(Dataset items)
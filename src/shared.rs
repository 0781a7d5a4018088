//! Process-wide access to one run report.
//!
//! The report is produced once per process. The registry only holds a weak
//! handle: the report lives as long as some caller holds a
//! [`SharedReporter`], and dropping the last one writes the final footer and
//! closes the file. After that, [`acquire`] fails with
//! [`ReportError::Closed`] rather than truncating the finished report.

use crate::error::ReportError;
use crate::reporter::{ReportConfig, RunReporter};
use std::sync::{Arc, Mutex, MutexGuard, OnceLock, Weak};
use tracing::debug;

/// Handle to the process-wide reporter.
pub type SharedReporter = Arc<Mutex<RunReporter>>;

enum Slot {
    Empty,
    Live(Weak<Mutex<RunReporter>>),
    Closed,
}

static REGISTRY: OnceLock<Mutex<Slot>> = OnceLock::new();

fn registry() -> MutexGuard<'static, Slot> {
    REGISTRY
        .get_or_init(|| Mutex::new(Slot::Empty))
        .lock()
        .unwrap_or_else(|poisoned| poisoned.into_inner())
}

/// Return the live reporter, opening one for `config` on first use.
///
/// When a reporter is already live, `config` is ignored and nothing is
/// written. Once the report has been released it stays closed.
pub fn acquire(config: impl ReportConfig + 'static) -> Result<SharedReporter, ReportError> {
    let mut slot = registry();
    let existing = match &*slot {
        Slot::Empty => None,
        Slot::Live(weak) => Some(weak.upgrade()),
        Slot::Closed => return Err(ReportError::Closed),
    };
    match existing {
        Some(Some(live)) => {
            debug!("reusing live run report");
            Ok(live)
        }
        Some(None) => {
            *slot = Slot::Closed;
            Err(ReportError::Closed)
        }
        None => {
            let reporter = Arc::new(Mutex::new(RunReporter::open(config)?));
            *slot = Slot::Live(Arc::downgrade(&reporter));
            Ok(reporter)
        }
    }
}

/// Return the live reporter without opening one.
pub fn current() -> Option<SharedReporter> {
    match &*registry() {
        Slot::Live(weak) => weak.upgrade(),
        Slot::Empty | Slot::Closed => None,
    }
}

/// Whether the process-wide report has been produced and released.
pub fn is_closed() -> bool {
    match &*registry() {
        Slot::Live(weak) => weak.strong_count() == 0,
        Slot::Closed => true,
        Slot::Empty => false,
    }
}
use clap::{Args, Parser, Subcommand};
use std::path::PathBuf;

/// Plain-text run reports for QGate MLRun solution runs.
#[derive(Parser)]
#[command(name = "qgate-report", version, about, long_about = None)]
pub struct Cli {
    /// Log progress to stderr (overridden by RUST_LOG).
    #[arg(long, short, global = true)]
    pub verbose: bool,

    #[command(subcommand)]
    pub command: Command,
}

#[derive(Subcommand)]
pub enum Command {
    /// Print JSON Schema for setup files.
    Schema,
    /// Print the environment footer without writing a report.
    Env(EnvArgs),
    /// Write a run report, appending the given records.
    Run(RunArgs),
}

#[derive(Args, Default)]
pub struct SetupArgs {
    /// Path to setup JSON file.
    #[arg(long)]
    pub setup: Option<PathBuf>,

    /// Override the output directory.
    #[arg(long)]
    pub output: Option<PathBuf>,

    /// MLRun version reported in the footer.
    #[arg(long, env = "MLRUN_VERSION")]
    pub mlrun_version: Option<String>,
}

#[derive(Args, Default)]
pub struct EnvArgs {
    #[command(flatten)]
    pub setup: SetupArgs,
}

#[derive(Args, Default)]
pub struct RunArgs {
    #[command(flatten)]
    pub setup: SetupArgs,

    /// Record to append, as `label=value` (repeatable).
    #[arg(long = "record", value_name = "LABEL=VALUE")]
    pub records: Vec<String>,
}
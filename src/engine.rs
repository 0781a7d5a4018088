use crate::cli::{EnvArgs, RunArgs, SetupArgs};
use crate::exit_codes::exit;
use crate::model::{self, Setup};
use crate::probe::SystemProbe;
use crate::record::parse_record;
use crate::reporter::{self, COMMENT};
use crate::shared;
use anyhow::{Context, Result};
use tracing::info;

/// Print the JSON Schema of setup files.
pub fn schema() -> Result<i32> {
    println!("{}", model::generate_schema()?);
    Ok(exit::SUCCESS)
}

/// Print the footer block for the current environment.
pub fn env(args: EnvArgs) -> Result<i32> {
    let setup = match load_setup(&args.setup) {
        Ok(setup) => setup,
        Err(err) => return Ok(config_failure(err)),
    };
    let lines =
        reporter::footer_lines(&setup, &SystemProbe).context("failed to collect environment")?;
    for line in lines {
        println!("{}{}", COMMENT, line);
    }
    Ok(exit::SUCCESS)
}

/// Write a run report, append the requested records and close it.
pub fn run(args: RunArgs) -> Result<i32> {
    let setup = match load_setup(&args.setup) {
        Ok(setup) => setup,
        Err(err) => return Ok(config_failure(err)),
    };

    let shared = shared::acquire(setup).context("failed to open run report")?;
    let mut reporter = shared
        .lock()
        .map_err(|_| anyhow::anyhow!("run report lock poisoned"))?;
    for raw in &args.records {
        let (label, values) = parse_record(raw);
        reporter
            .print(&label, &values)
            .with_context(|| format!("failed to append record '{}'", label))?;
    }
    reporter.close().context("failed to close run report")?;
    info!(records = args.records.len(), "run report written");
    println!("{}", reporter.path().display());
    Ok(exit::SUCCESS)
}

/// Load the setup file (if any) and apply command-line overrides.
pub fn load_setup(args: &SetupArgs) -> Result<Setup> {
    let mut setup = match &args.setup {
        Some(path) => model::load_setup(path)
            .with_context(|| format!("failed to load setup {}", path.display()))?,
        None => Setup::default(),
    };
    if let Some(output) = &args.output {
        setup.model_output = output.clone();
    }
    if let Some(version) = &args.mlrun_version {
        setup.mlrun_version = Some(version.clone());
    }
    setup.validate()?;
    setup.resolved()
}

fn config_failure(err: anyhow::Error) -> i32 {
    eprintln!("error: {:#}", err);
    exit::CONFIG_FAILURE
}
use std::sync::OnceLock;
use tracing_subscriber::EnvFilter;

static TRACING_INIT: OnceLock<()> = OnceLock::new();

/// Installs a stderr tracing subscriber (if one is not already active).
///
/// Honours `RUST_LOG`, otherwise falls back to `warn`, or `info` when
/// `verbose` is set. Calling this more than once is harmless.
pub fn init_tracing(verbose: bool) {
    if TRACING_INIT.get().is_some() {
        return;
    }

    let fallback = if verbose { "info" } else { "warn" };
    let filter = EnvFilter::try_from_default_env().unwrap_or_else(|_| EnvFilter::new(fallback));

    let _ = tracing_subscriber::fmt()
        .with_env_filter(filter)
        .with_target(false)
        .with_writer(std::io::stderr)
        .try_init();

    let _ = TRACING_INIT.set(());
}
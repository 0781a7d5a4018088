//! `qgate-report` - plain-text run reports for QGate MLRun solution runs.

use anyhow::Result;
use clap::Parser;

use qgate_report::cli::{Cli, Command};

fn main() -> Result<()> {
    let cli = Cli::parse();
    qgate_report::telemetry::init_tracing(cli.verbose);
    let exit_code = match cli.command {
        Command::Schema => qgate_report::engine::schema()?,
        Command::Env(args) => qgate_report::engine::env(args)?,
        Command::Run(args) => qgate_report::engine::run(args)?,
    };
    std::process::exit(exit_code);
}
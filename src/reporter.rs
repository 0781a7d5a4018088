use crate::error::{ProbeError, ReportError};
use crate::probe::{Probe, SystemProbe};
use chrono::Local;
use std::fmt;
use std::fs::{File, OpenOptions};
use std::io::Write;
use std::path::{Path, PathBuf};
use std::time::{Duration, Instant};
use tracing::{debug, info, warn};

/// Name of the report file created inside the output directory.
pub const REPORT_FILE: &str = "qgate-sln-mlrun.txt";
/// Prefix of every comment line in the report.
pub const COMMENT: &str = "# ";
/// Version of this tool, written in the header.
pub const VERSION: &str = env!("CARGO_PKG_VERSION");
/// Toolchain that built this tool, written in the footer.
pub const RUSTC_VERSION: &str = env!("QGATE_RUSTC_VERSION");

const SEPARATOR: &str = "-----------------------";
const MLRUN_DOCS: &str = "https://docs.mlrun.org/en/latest/change-log/index.html";

/// Configuration rendered into the report.
///
/// The `Display` output is written verbatim at the end of every footer, one
/// comment line per text line.
pub trait ReportConfig: fmt::Display + Send {
    /// Directory that receives the report file.
    fn output_dir(&self) -> &Path;

    /// Version of the dependent library, if known.
    fn dependency_version(&self) -> Option<&str> {
        None
    }
}

/// Dependent library named in the footer.
#[derive(Debug, Clone, PartialEq, Eq)]
pub struct Dependency {
    pub name: String,
    pub version: String,
    pub docs_url: String,
}

impl Dependency {
    pub fn mlrun(version: Option<&str>) -> Self {
        Self {
            name: "MLRun".to_string(),
            version: version.unwrap_or("unknown").to_string(),
            docs_url: MLRUN_DOCS.to_string(),
        }
    }
}

impl fmt::Display for Dependency {
    fn fmt(&self, f: &mut fmt::Formatter<'_>) -> fmt::Result {
        write!(f, "{}: {} ({})", self.name, self.version, self.docs_url)
    }
}

/// Collect the footer block, without comment prefixes.
///
/// Host and memory are best-effort and render empty on failure; CPU count and
/// working directory failures propagate.
pub fn footer_lines(
    config: &dyn ReportConfig,
    probe: &dyn Probe,
) -> Result<Vec<String>, ProbeError> {
    let host = probe.host().map(|h| h.to_string()).unwrap_or_else(|err| {
        debug!(error = %err, "host lookup failed");
        String::new()
    });
    let (total, free) = match probe.memory() {
        Ok(mem) => (mem.total_gb(), mem.free_gb()),
        Err(err) => {
            debug!(error = %err, "memory lookup failed");
            (String::new(), String::new())
        }
    };
    let platform = probe.platform();
    let dependency = Dependency::mlrun(config.dependency_version());

    Ok(vec![
        SEPARATOR.to_string(),
        format!("Host: {}", host),
        format!("RAM total/free: {}/{}", total, free),
        format!("CPU: {}", probe.cpu_count()?),
        SEPARATOR.to_string(),
        dependency.to_string(),
        format!("Rust: {}", RUSTC_VERSION),
        format!(
            "System: {} {} ({})",
            platform.system, platform.version, platform.descriptor
        ),
        format!("Platform: {} ({})", platform.machine, platform.processor),
        SEPARATOR.to_string(),
        format!("DIR: '{}'", probe.working_dir()?.display()),
        config.to_string().replace('\n', &format!("\n{}", COMMENT)),
    ])
}

/// Writes the plain-text run report.
///
/// Opening writes a header and a footer; [`RunReporter::close`] (or drop)
/// writes the footer once more and closes the file.
pub struct RunReporter {
    config: Box<dyn ReportConfig>,
    probe: Box<dyn Probe>,
    path: PathBuf,
    file: Option<File>,
    opened: Instant,
}

impl RunReporter {
    /// Open the report for `config`, probing the running system.
    pub fn open(config: impl ReportConfig + 'static) -> Result<Self, ReportError> {
        Self::with_probe(config, SystemProbe)
    }

    /// Open the report with a custom metadata probe.
    pub fn with_probe(
        config: impl ReportConfig + 'static,
        probe: impl Probe + 'static,
    ) -> Result<Self, ReportError> {
        let dir = config.output_dir().to_path_buf();
        std::fs::create_dir_all(&dir).map_err(|source| ReportError::Io {
            path: dir.clone(),
            source,
        })?;

        let path = dir.join(REPORT_FILE);
        let file = OpenOptions::new()
            .read(true)
            .write(true)
            .create(true)
            .truncate(true)
            .open(&path)
            .map_err(|source| ReportError::Io {
                path: path.clone(),
                source,
            })?;

        let mut reporter = Self {
            config: Box::new(config),
            probe: Box::new(probe),
            path,
            file: Some(file),
            opened: Instant::now(),
        };
        reporter.header()?;
        reporter.footer()?;
        info!(path = %reporter.path.display(), "run report opened");
        Ok(reporter)
    }

    /// Path of the report file.
    pub fn path(&self) -> &Path {
        &self.path
    }

    pub fn is_closed(&self) -> bool {
        self.file.is_none()
    }

    /// Append `<label><values>` as one uncommented line.
    ///
    /// Line breaks inside the record are written as `\n` and `\r` escapes.
    pub fn print(&mut self, label: &str, values: impl fmt::Display) -> Result<(), ReportError> {
        debug!(label, "appending record");
        let record = format!("{}{}", label, values)
            .replace('\r', "\\r")
            .replace('\n', "\\n");
        self.write_line(Some(record.as_str()), false)
    }

    /// Write the final footer and close the file. Closing twice is a no-op.
    pub fn close(&mut self) -> Result<(), ReportError> {
        if self.file.is_none() {
            return Ok(());
        }
        let footer = self.footer();
        let synced = match self.file.take() {
            Some(file) => file.sync_all().map_err(ReportError::from),
            None => Ok(()),
        };
        footer.and(synced)?;

        let lifetime = Duration::from_millis(self.opened.elapsed().as_millis() as u64);
        info!(
            path = %self.path.display(),
            lifetime = %humantime::format_duration(lifetime),
            "run report closed"
        );
        Ok(())
    }

    fn header(&mut self) -> Result<(), ReportError> {
        let version = format!("QGate version: {}", VERSION);
        self.write_line(Some(version.as_str()), true)?;
        let now = Local::now().format("%Y-%m-%d %H:%M:%S").to_string();
        self.write_line(Some(now.as_str()), true)
    }

    fn footer(&mut self) -> Result<(), ReportError> {
        let lines = footer_lines(self.config.as_ref(), self.probe.as_ref())?;
        for line in &lines {
            self.write_line(Some(line.as_str()), true)?;
        }
        Ok(())
    }

    fn write_line(&mut self, text: Option<&str>, comment: bool) -> Result<(), ReportError> {
        let file = self.file.as_mut().ok_or(ReportError::Closed)?;
        let prefix = if comment { COMMENT } else { "" };
        let line = format!("{}{}\n", prefix, text.unwrap_or(""));
        file.write_all(line.as_bytes())?;
        Ok(())
    }
}

impl Drop for RunReporter {
    fn drop(&mut self) {
        if let Err(err) = self.close() {
            warn!(path = %self.path.display(), error = %err, "failed to close run report");
        }
    }
}

impl fmt::Debug for RunReporter {
    fn fmt(&self, f: &mut fmt::Formatter<'_>) -> fmt::Result {
        f.debug_struct("RunReporter")
            .field("path", &self.path)
            .field("closed", &self.is_closed())
            .finish()
    }
}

### About this exercise
Begin with the first line of the records and finish with the line containing "use crate::error::ReportError;". Reproduce those lines exactly, both ends included, and nothing else.

### Your solution
filename src/shared.rs
repository 0781a7d5a4018088
//! Process-wide access to one run report.
//!
//! The report is produced once per process. The registry only holds a weak
//! handle: the report lives as long as some caller holds a
//! [`SharedReporter`], and dropping the last one writes the final footer and
//! closes the file. After that, [`acquire`] fails with
//! [`ReportError::Closed`] rather than truncating the finished report.

use crate::error::ReportError;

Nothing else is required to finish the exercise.